Records drawn from a dataset:
──────────────────────────────

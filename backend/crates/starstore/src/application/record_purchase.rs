//! Record Purchase Use Case
//!
//! The core workflow: each batch item fans out into a full `Purchase`
//! record and a redacted `History` projection persisted to two coupled
//! collections. One purchase id is generated per item and shared by both
//! writes; History is written only after the Purchase write succeeded.

use crate::application::config::StoreConfig;
use crate::application::outcome::{BatchOutcome, ItemOutcome};
use crate::application::retry::write_with_retry;
use crate::domain::entities::{CreditCard, History, Purchase};
use crate::domain::repository::{HistoryRepository, PurchaseRepository};
use crate::domain::value_objects::CardNumber;
use crate::error::{StoreError, StoreResult};
use std::sync::Arc;

/// Input DTO for one purchase item
///
/// All fields are optional so that a malformed item rejects only itself,
/// not the whole batch.
#[derive(Debug, Clone, Default)]
pub struct PurchaseItemInput {
    pub client_id: Option<String>,
    pub client_name: Option<String>,
    pub total_to_pay: Option<f64>,
    pub card_number: Option<String>,
    pub card_holder_name: Option<String>,
    pub value: Option<f64>,
    pub cvv: Option<i32>,
    pub exp_date: Option<String>,
}

/// A purchase item that passed boundary validation
struct ValidItem {
    client_id: String,
    client_name: String,
    total_to_pay: f64,
    credit_card: CreditCard,
}

/// Record Purchase Use Case
pub struct RecordPurchaseUseCase<P, H>
where
    P: PurchaseRepository,
    H: HistoryRepository,
{
    purchase_repo: Arc<P>,
    history_repo: Arc<H>,
    config: Arc<StoreConfig>,
}

impl<P, H> RecordPurchaseUseCase<P, H>
where
    P: PurchaseRepository,
    H: HistoryRepository,
{
    pub fn new(purchase_repo: Arc<P>, history_repo: Arc<H>, config: Arc<StoreConfig>) -> Self {
        Self {
            purchase_repo,
            history_repo,
            config,
        }
    }

    /// Process a batch of purchase items in input order
    ///
    /// The batch is not atomic: every item is attempted and gets its own
    /// outcome. The response is aggregated exactly once, after all items.
    pub async fn execute(&self, batch: Vec<PurchaseItemInput>) -> BatchOutcome {
        let mut outcome = BatchOutcome::with_capacity(batch.len());

        for (index, raw) in batch.into_iter().enumerate() {
            let item = match validate_item(raw) {
                Ok(item) => item,
                Err(err) => {
                    tracing::warn!(index, error = %err, "Purchase item rejected");
                    outcome.push(ItemOutcome::rejected(index, &err));
                    continue;
                }
            };

            // One id per item, shared by the Purchase and History writes
            let purchase = Purchase::new(
                item.client_id,
                item.client_name,
                item.total_to_pay,
                item.credit_card,
            );

            if let Err(err) = self.write_purchase(&purchase).await {
                tracing::error!(
                    index,
                    purchase_id = %purchase.purchase_id,
                    error = %err,
                    "Purchase write failed"
                );
                outcome.push(ItemOutcome::failed(
                    index,
                    format!("purchase write failed: {}", err),
                ));
                continue;
            }

            let history = History::from_purchase(&purchase);
            if let Err(err) = self.write_history(&history).await {
                // Accepted inconsistency window: the Purchase is persisted
                // but its History projection is not. The item is reported
                // failed so the caller can see it.
                tracing::error!(
                    index,
                    purchase_id = %purchase.purchase_id,
                    error = %err,
                    "History write failed after purchase was persisted"
                );
                outcome.push(ItemOutcome::failed(
                    index,
                    format!("history write failed after purchase was persisted: {}", err),
                ));
                continue;
            }

            tracing::info!(
                purchase_id = %purchase.purchase_id,
                client_id = %purchase.client_id,
                "Purchase recorded"
            );
            outcome.push(ItemOutcome::recorded(index, Some(purchase.purchase_id)));
        }

        tracing::info!(
            recorded = outcome.recorded_count(),
            rejected = outcome.rejected_count(),
            failed = outcome.failed_count(),
            "Purchase batch completed"
        );

        outcome
    }

    async fn write_purchase(&self, purchase: &Purchase) -> StoreResult<()> {
        write_with_retry(self.config.write_retries, "purchase", || {
            self.purchase_repo.create(purchase)
        })
        .await
    }

    async fn write_history(&self, history: &History) -> StoreResult<()> {
        write_with_retry(self.config.write_retries, "history", || {
            self.history_repo.create(history)
        })
        .await
    }
}

/// Validate one raw batch item before any persistence attempt
fn validate_item(raw: PurchaseItemInput) -> StoreResult<ValidItem> {
    let client_id = raw.client_id.ok_or(StoreError::MissingField("client_id"))?;
    let client_name = raw
        .client_name
        .ok_or(StoreError::MissingField("client_name"))?;
    let total_to_pay = raw
        .total_to_pay
        .ok_or(StoreError::MissingField("total_to_pay"))?;
    let card_number = CardNumber::new(
        raw.card_number
            .ok_or(StoreError::MissingField("card_number"))?,
    )?;
    let card_holder_name = raw
        .card_holder_name
        .ok_or(StoreError::MissingField("card_holder_name"))?;
    let value = raw.value.ok_or(StoreError::MissingField("value"))?;
    let cvv = raw.cvv.ok_or(StoreError::MissingField("cvv"))?;
    let exp_date = raw.exp_date.ok_or(StoreError::MissingField("exp_date"))?;

    Ok(ValidItem {
        client_id,
        client_name,
        total_to_pay,
        credit_card: CreditCard {
            card_number,
            card_holder_name,
            value,
            cvv,
            exp_date,
        },
    })
}
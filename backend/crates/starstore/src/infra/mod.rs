//! Infrastructure Layer - Document-store implementations

pub mod mongo;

──────────────────────────────

All of the data above needs to be retyped exactly, with each line as it stands.

filename backend/crates/starstore/src/application/record_purchase.rs
//! Record Purchase Use Case
//!
//! The core workflow: each batch item fans out into a full `Purchase`
//! record and a redacted `History` projection persisted to two coupled
//! collections. One purchase id is generated per item and shared by both
//! writes; History is written only after the Purchase write succeeded.

use crate::application::config::StoreConfig;
use crate::application::outcome::{BatchOutcome, ItemOutcome};
use crate::application::retry::write_with_retry;
use crate::domain::entities::{CreditCard, History, Purchase};
use crate::domain::repository::{HistoryRepository, PurchaseRepository};
use crate::domain::value_objects::CardNumber;
use crate::error::{StoreError, StoreResult};
use std::sync::Arc;

/// Input DTO for one purchase item
///
/// All fields are optional so that a malformed item rejects only itself,
/// not the whole batch.
#[derive(Debug, Clone, Default)]
pub struct PurchaseItemInput {
    pub client_id: Option<String>,
    pub client_name: Option<String>,
    pub total_to_pay: Option<f64>,
    pub card_number: Option<String>,
    pub card_holder_name: Option<String>,
    pub value: Option<f64>,
    pub cvv: Option<i32>,
    pub exp_date: Option<String>,
}

/// A purchase item that passed boundary validation
struct ValidItem {
    client_id: String,
    client_name: String,
    total_to_pay: f64,
    credit_card: CreditCard,
}

/// Record Purchase Use Case
pub struct RecordPurchaseUseCase<P, H>
where
    P: PurchaseRepository,
    H: HistoryRepository,
{
    purchase_repo: Arc<P>,
    history_repo: Arc<H>,
    config: Arc<StoreConfig>,
}

impl<P, H> RecordPurchaseUseCase<P, H>
where
    P: PurchaseRepository,
    H: HistoryRepository,
{
    pub fn new(purchase_repo: Arc<P>, history_repo: Arc<H>, config: Arc<StoreConfig>) -> Self {
        Self {
            purchase_repo,
            history_repo,
            config,
        }
    }

    /// Process a batch of purchase items in input order
    ///
    /// The batch is not atomic: every item is attempted and gets its own
    /// outcome. The response is aggregated exactly once, after all items.
    pub async fn execute(&self, batch: Vec<PurchaseItemInput>) -> BatchOutcome {
        let mut outcome = BatchOutcome::with_capacity(batch.len());

        for (index, raw) in batch.into_iter().enumerate() {
            let item = match validate_item(raw) {
                Ok(item) => item,
                Err(err) => {
                    tracing::warn!(index, error = %err, "Purchase item rejected");
                    outcome.push(ItemOutcome::rejected(index, &err));
                    continue;
                }
            };

            // One id per item, shared by the Purchase and History writes
            let purchase = Purchase::new(
                item.client_id,
                item.client_name,
                item.total_to_pay,
                item.credit_card,
            );

            if let Err(err) = self.write_purchase(&purchase).await {
                tracing::error!(
                    index,
                    purchase_id = %purchase.purchase_id,
                    error = %err,
                    "Purchase write failed"
                );
                outcome.push(ItemOutcome::failed(
                    index,
                    format!("purchase write failed: {}", err),
                ));
                continue;
            }

            let history = History::from_purchase(&purchase);
            if let Err(err) = self.write_history(&history).await {
                // Accepted inconsistency window: the Purchase is persisted
                // but its History projection is not. The item is reported
                // failed so the caller can see it.
                tracing::error!(
                    index,
                    purchase_id = %purchase.purchase_id,
                    error = %err,
                    "History write failed after purchase was persisted"
                );
                outcome.push(ItemOutcome::failed(
                    index,
                    format!("history write failed after purchase was persisted: {}", err),
                ));
                continue;
            }

            tracing::info!(
                purchase_id = %purchase.purchase_id,
                client_id = %purchase.client_id,
                "Purchase recorded"
            );
            outcome.push(ItemOutcome::recorded(index, Some(purchase.purchase_id)));
        }

        tracing::info!(
            recorded = outcome.recorded_count(),
            rejected = outcome.rejected_count(),
            failed = outcome.failed_count(),
            "Purchase batch completed"
        );

        outcome
    }

    async fn write_purchase(&self, purchase: &Purchase) -> StoreResult<()> {
        write_with_retry(self.config.write_retries, "purchase", || {
            self.purchase_repo.create(purchase)
        })
        .await
    }

    async fn write_history(&self, history: &History) -> StoreResult<()> {
        write_with_retry(self.config.write_retries, "history", || {
            self.history_repo.create(history)
        })
        .await
    }
}

/// Validate one raw batch item before any persistence attempt
fn validate_item(raw: PurchaseItemInput) -> StoreResult<ValidItem> {
    let client_id = raw.client_id.ok_or(StoreError::MissingField("client_id"))?;
    let client_name = raw
        .client_name
        .ok_or(StoreError::MissingField("client_name"))?;
    let total_to_pay = raw
        .total_to_pay
        .ok_or(StoreError::MissingField("total_to_pay"))?;
    let card_number = CardNumber::new(
        raw.card_number
            .ok_or(StoreError::MissingField("card_number"))?,
    )?;
    let card_holder_name = raw
        .card_holder_name
        .ok_or(StoreError::MissingField("card_holder_name"))?;
    let value = raw.value.ok_or(StoreError::MissingField("value"))?;
    let cvv = raw.cvv.ok_or(StoreError::MissingField("cvv"))?;
    let exp_date = raw.exp_date.ok_or(StoreError::MissingField("exp_date"))?;

    Ok(ValidItem {
        client_id,
        client_name,
        total_to_pay,
        credit_card: CreditCard {
            card_number,
            card_holder_name,
            value,
            cvv,
            exp_date,
        },
    })
}
filename backend/crates/starstore/src/infra/mod.rs
//! Infrastructure Layer - Document-store implementations

pub mod mongo;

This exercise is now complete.